Le Traité de Rome (1957) rappelait déjà « la nécessité d’un développement harmonieux en réduisant l'écart entre les différentes régions et le retard des moins favorisés ». Développée par étapes depuis 1975, la politique régionale européenne finance des programmes de développement dont bénéficient les régions de l’UE « en retard de développement » ou « en difficulté structurelle », selon la terminologie officielle.
La réduction des disparités régionales est également la condition de la réussite du marché non plus commun mais unique. La convergence des niveaux de vie doit permettre de garantir une concurrence loyale à l’intérieur de l’espace européen. Ainsi, n’est-il pas étonnant de constater que la grande réforme de la politique régionale de 1988 [1] correspond précisément avec la volonté d’achèvement du marché unique (Acte unique, 1986). Les grands Objectifs ont connu des évolutions, mais le principe n’a pas changé. Depuis sa création, cette politique a gardé comme buts de réduire les disparités régionales, restructurer les économies des régions, créer de l’emploi et stimuler l’investissement privé. L’UE n’a jamais renoncé à l’objectif de faire profiter de sa prospérité l’ensemble de ses citoyens, dans la perspective d’un idéal dont certains perçoivent les contours d’un « modèle européen ».

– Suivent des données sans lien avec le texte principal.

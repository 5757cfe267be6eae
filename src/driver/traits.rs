//! Driver layer traits
//!
//! This module defines the abstract interfaces to the browser-automation
//! backend. The core never talks to a native driver directly; it goes
//! through these traits so backends are swappable and tests run against the
//! mock implementation.

use crate::locator::ElementQuery;
use crate::session::traits::Capabilities;
use crate::Result;
use async_trait::async_trait;
use std::sync::Arc;

/// Frame switch target
#[derive(Debug, Clone, PartialEq, Eq)]
pub enum FrameTarget {
    /// Frame by zero-based index
    Index(u16),
    /// Frame by name or id attribute
    NameOrId(String),
}

impl From<u16> for FrameTarget {
    fn from(index: u16) -> Self {
        FrameTarget::Index(index)
    }
}

impl From<&str> for FrameTarget {
    fn from(name_or_id: &str) -> Self {
        FrameTarget::NameOrId(name_or_id.to_string())
    }
}

/// An option entry of a select element
#[derive(Debug, Clone, PartialEq, Eq)]
pub struct SelectOption {
    /// Value attribute
    pub value: String,
    /// Visible text
    pub text: String,
    /// Currently selected
    pub selected: bool,
}

/// Driver session trait
///
/// Represents one live connection to a browser automation backend.
#[async_trait]
pub trait DriverSession: Send + Sync + std::fmt::Debug {
    /// Navigate to a URL
    async fn navigate(&self, url: &str) -> Result<()>;

    /// Get the current URL
    async fn current_url(&self) -> Result<String>;

    /// Get the page title
    async fn title(&self) -> Result<String>;

    /// Go back in history
    async fn back(&self) -> Result<()>;

    /// Go forward in history
    async fn forward(&self) -> Result<()>;

    /// Reload the page
    async fn refresh(&self) -> Result<()>;

    /// Find all elements matching a query. An empty result is not an error.
    async fn find_all(&self, query: &ElementQuery) -> Result<Vec<Arc<dyn ElementHandle>>>;

    /// Execute JavaScript in the page and return its JSON result
    async fn execute_script(&self, script: &str) -> Result<serde_json::Value>;

    /// Switch the document context to a frame
    async fn switch_to_frame(&self, target: FrameTarget) -> Result<()>;

    /// Switch the document context back to the top-level document
    async fn switch_to_default_content(&self) -> Result<()>;

    /// Set the session-wide implicit wait
    async fn set_implicit_wait(&self, timeout: std::time::Duration) -> Result<()>;

    /// Maximize the browser window
    async fn maximize_window(&self) -> Result<()>;

    /// Capture a PNG screenshot of the current page
    async fn screenshot_png(&self) -> Result<Vec<u8>>;

    /// Quit the browser and release the native connection
    async fn quit(&self) -> Result<()>;

    /// Check if the session is still live
    fn is_active(&self) -> bool;
}

/// Element handle trait
///
/// Ephemeral reference to a located page element, valid only until the next
/// page mutation. Never cached beyond a single interaction.
#[async_trait]
pub trait ElementHandle: Send + Sync {
    /// Click the element
    async fn click(&self) -> Result<()>;

    /// Clear an input field
    async fn clear(&self) -> Result<()>;

    /// Type text into the element
    async fn send_keys(&self, text: &str) -> Result<()>;

    /// Get the rendered text
    async fn text(&self) -> Result<String>;

    /// Get the tag name
    async fn tag_name(&self) -> Result<String>;

    /// Get an attribute value
    async fn attribute(&self, name: &str) -> Result<Option<String>>;

    /// Check if the element is displayed
    async fn is_displayed(&self) -> Result<bool>;

    /// Check if the element is enabled
    async fn is_enabled(&self) -> Result<bool>;

    /// List the options of a select element
    async fn options(&self) -> Result<Vec<SelectOption>>;

    /// Select the option with the given value attribute
    async fn select_value(&self, value: &str) -> Result<()>;

    /// Move the pointer over the element
    async fn hover(&self) -> Result<()>;

    /// Double-click the element
    async fn double_click(&self) -> Result<()>;

    /// Right-click the element
    async fn context_click(&self) -> Result<()>;

    /// Scroll the element into view
    async fn scroll_into_view(&self) -> Result<()>;
}

/// Driver launcher trait
///
/// The seam to the existing automation library: given frozen capabilities,
/// allocate a native browser connection.
#[async_trait]
pub trait DriverLauncher: Send + Sync {
    /// Launch a driver session with the given capabilities
    async fn launch(&self, caps: &Capabilities) -> Result<Arc<dyn DriverSession>>;
}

Pour la période de programmation 2000-2006, 213 milliards d’euros ont été affectés à cette politique, soit près de 35 % du budget de l’Union, représentant 0,45 % de son PNB. La part du budget allouée à la politique régionale n’a quasiment pas bougé (35,7 %) durant la période de programmation suivante 2007-2013, pour un montant total de 347 milliards d’euros. Il s’agit du second poste budgétaire le plus important après la Politique Agricole Commune (PAC). Or, l’élargissement à douze pays – dont le PIB moyen par habitant est inférieur à 43 % de celui de l’Europe des Quinze – remet en cause les équilibres budgétaires sur lesquels repose le financement de la politique régionale européenne, comme d'ailleurs celui de la PAC. L'intégration des douze nouveaux États-membres [2] bouleverse aussi la répartition des Fonds structurels distribués par l'UE, puisque 53 % des montants sont revenus aux pays entrants. Toutefois, en même temps, des aides transitoires ont été accordées aux régions qui se sont trouvées brusquement enrichies en moyenne [3] par l’intégration de régions en grande difficulté.

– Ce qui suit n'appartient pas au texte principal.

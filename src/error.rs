//! Unified error types for Keydriver

use std::time::Duration;
use thiserror::Error;

/// Unified Result type
pub type Result<T> = std::result::Result<T, Error>;

/// Unified error type for Keydriver
#[derive(Error, Debug)]
pub enum Error {
    /// I/O errors
    #[error("I/O error: {0}")]
    Io(#[from] std::io::Error),

    /// Serialization errors
    #[error("Serialization error: {0}")]
    Serialization(#[from] serde_json::Error),

    /// Configuration error
    #[error("Configuration error: {0}")]
    Configuration(String),

    /// Browser kind outside the supported set
    #[error("Browser not supported: {0}")]
    UnsupportedBrowserKind(String),

    /// Locator strategy outside the recognized set
    #[error("Locator strategy not supported: {0}")]
    UnsupportedLocatorStrategy(String),

    /// A session is already bound to the execution context
    #[error("Session already active for context: {0}")]
    SessionAlreadyActive(String),

    /// No session is bound to the execution context
    #[error("No active session for context: {0}")]
    NoActiveSession(String),

    /// Element did not become present within the wait bound
    #[error("Element not found within {elapsed:?}: {locator}")]
    ElementNotFound { locator: String, elapsed: Duration },

    /// Element did not become visible within the wait bound
    #[error("Element not visible within {elapsed:?}: {locator}")]
    ElementNotVisible { locator: String, elapsed: Duration },

    /// Element did not become clickable within the wait bound
    #[error("Element not clickable within {elapsed:?}: {locator}")]
    ElementNotClickable { locator: String, elapsed: Duration },

    /// Select option not present in the dropdown
    #[error("Option '{option}' not found in {locator}")]
    OptionNotFound { locator: String, option: String },

    /// Element detached from the document between locate and act
    #[error("Stale element: {0}")]
    StaleElement(String),

    /// Driver backend error
    #[error("Driver error: {0}")]
    Driver(String),

    /// Script execution failed
    #[error("Script execution failed: {0}")]
    ScriptExecutionFailed(String),

    /// Named element missing from a page map
    #[error("Unknown page element: {0}")]
    UnknownElement(String),

    /// Data record not found
    #[error("Record not found: {0}")]
    RecordNotFound(String),

    /// Internal error
    #[error("Internal error: {0}")]
    Internal(String),
}

impl Error {
    /// Create a new configuration error
    pub fn configuration<S: Into<String>>(msg: S) -> Self {
        Error::Configuration(msg.into())
    }

    /// Create a new unsupported browser kind error
    pub fn unsupported_browser<S: Into<String>>(kind: S) -> Self {
        Error::UnsupportedBrowserKind(kind.into())
    }

    /// Create a new unsupported locator strategy error
    pub fn unsupported_strategy<S: Into<String>>(strategy: S) -> Self {
        Error::UnsupportedLocatorStrategy(strategy.into())
    }

    /// Create a new driver error
    pub fn driver<S: Into<String>>(msg: S) -> Self {
        Error::Driver(msg.into())
    }

    /// Create a new stale element error
    pub fn stale_element<S: Into<String>>(msg: S) -> Self {
        Error::StaleElement(msg.into())
    }

    /// Create a new script execution failed error
    pub fn script_execution_failed<S: Into<String>>(msg: S) -> Self {
        Error::ScriptExecutionFailed(msg.into())
    }

    /// Create a new record not found error
    pub fn record_not_found<S: Into<String>>(key: S) -> Self {
        Error::RecordNotFound(key.into())
    }

    /// Create a new internal error
    pub fn internal<S: Into<String>>(msg: S) -> Self {
        Error::Internal(msg.into())
    }

    /// Whether this is a bounded-wait timeout (element never reached the
    /// required condition). Distinguishes test-defect signals from backend
    /// faults.
    pub fn is_sync_timeout(&self) -> bool {
        matches!(
            self,
            Error::ElementNotFound { .. }
                | Error::ElementNotVisible { .. }
                | Error::ElementNotClickable { .. }
        )
    }
}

Les élargissements successifs de l’Union européenne de 6 à 28
Source : Toute l'Europe.eu |
Évolution de la répartition des Fonds structurels par État entre les périodes 2000-2006 et 2007-2013
Source : DG Regio. Calculs : S. Bourdin. |
Les dix régions européennes ayant reçu le plus de fonds structurels
Période de programmation 2000-2006
|
Période de programmation 2007-2013
|
Les dix régions européennes ayant reçu le plus de fonds structurels par habitant
Période de programmation 2000-2006
|
Période de programmation 2007-2013
|
Source : DG Regio. Calculs : S. Bourdin., A. Peyre.
Les négociations sur la période de programmation 2014-2020, qui se sont déroulées sur fond de crise budgétaire en Europe, ont creusé le fossé entre pays dits contributeurs nets – ils versent plus d’argent qu’ils n’en reçoivent – et les pays bénéficiaires nets, un peu comme si la logique Thatcher [4] s’était propagée. Ainsi, on a vu s'opposer les pays partisans d’une dépense publique limitée (Royaume-Uni, Allemagne, Danemark, Finlande, Pays-Bas) et les pays prônant une augmentation – au pire, un maintien – du budget européen alloué à la politique régionale (pays de l'Europe centrale et orientale ainsi que la Grèce ou encore le Portugal).

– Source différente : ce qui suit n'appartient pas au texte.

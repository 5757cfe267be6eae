//! Session management
//!
//! Creates, tracks, and tears down browser sessions, one per execution
//! context.

pub mod factory;
pub mod registry;
pub mod traits;

pub use factory::SessionFactory;
pub use registry::SessionRegistry;
pub use traits::{BrowserKind, Capabilities, ContextId, Session};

À l'issue de ces négociations, la Commission européenne a proposé une nouvelle architecture de la politique régionale européenne pour 2014-2020. On cherche surtout aujourd’hui à ne plus saupoudrer les aides européennes, mais, au contraire, à les concentrer sur les régions les plus en retard. L’objectif est désormais de répartir les aides, non plus sur la base d’un zonage des territoires éligibles, mais selon des priorités thématiques devant permettre d’améliorer la compétitivité de l’Europe dans un contexte de concurrence internationale accrue. Cet « earmarking » [5] établi par le Conseil européen de décembre 2005, prônant alors une concentration des Fonds de la politique de cohésion sur les objectifs de la stratégie de Lisbonne pose un réel problème pour les nouveaux pays entrants. Selon ce principe, pour 2014-2020, les Fonds alloués devront financer des projets dans les thématiques de la stratégie Europe 2020 telles que la recherche et le développement technologique, l’innovation, les énergies renouvelables, les transports alternatifs à la route, etc. Or, ces projets ne répondent pas aux exigences de rattrapage et de restructuration économique des pays de l'Europe centrale et orientale (PECO). Il existe un réel décalage entre les thématiques soutenues financièrement par les Fonds européens et la nécessité pour les PECO de reconvertir leur industrie, construire des routes, relancer l’emploi.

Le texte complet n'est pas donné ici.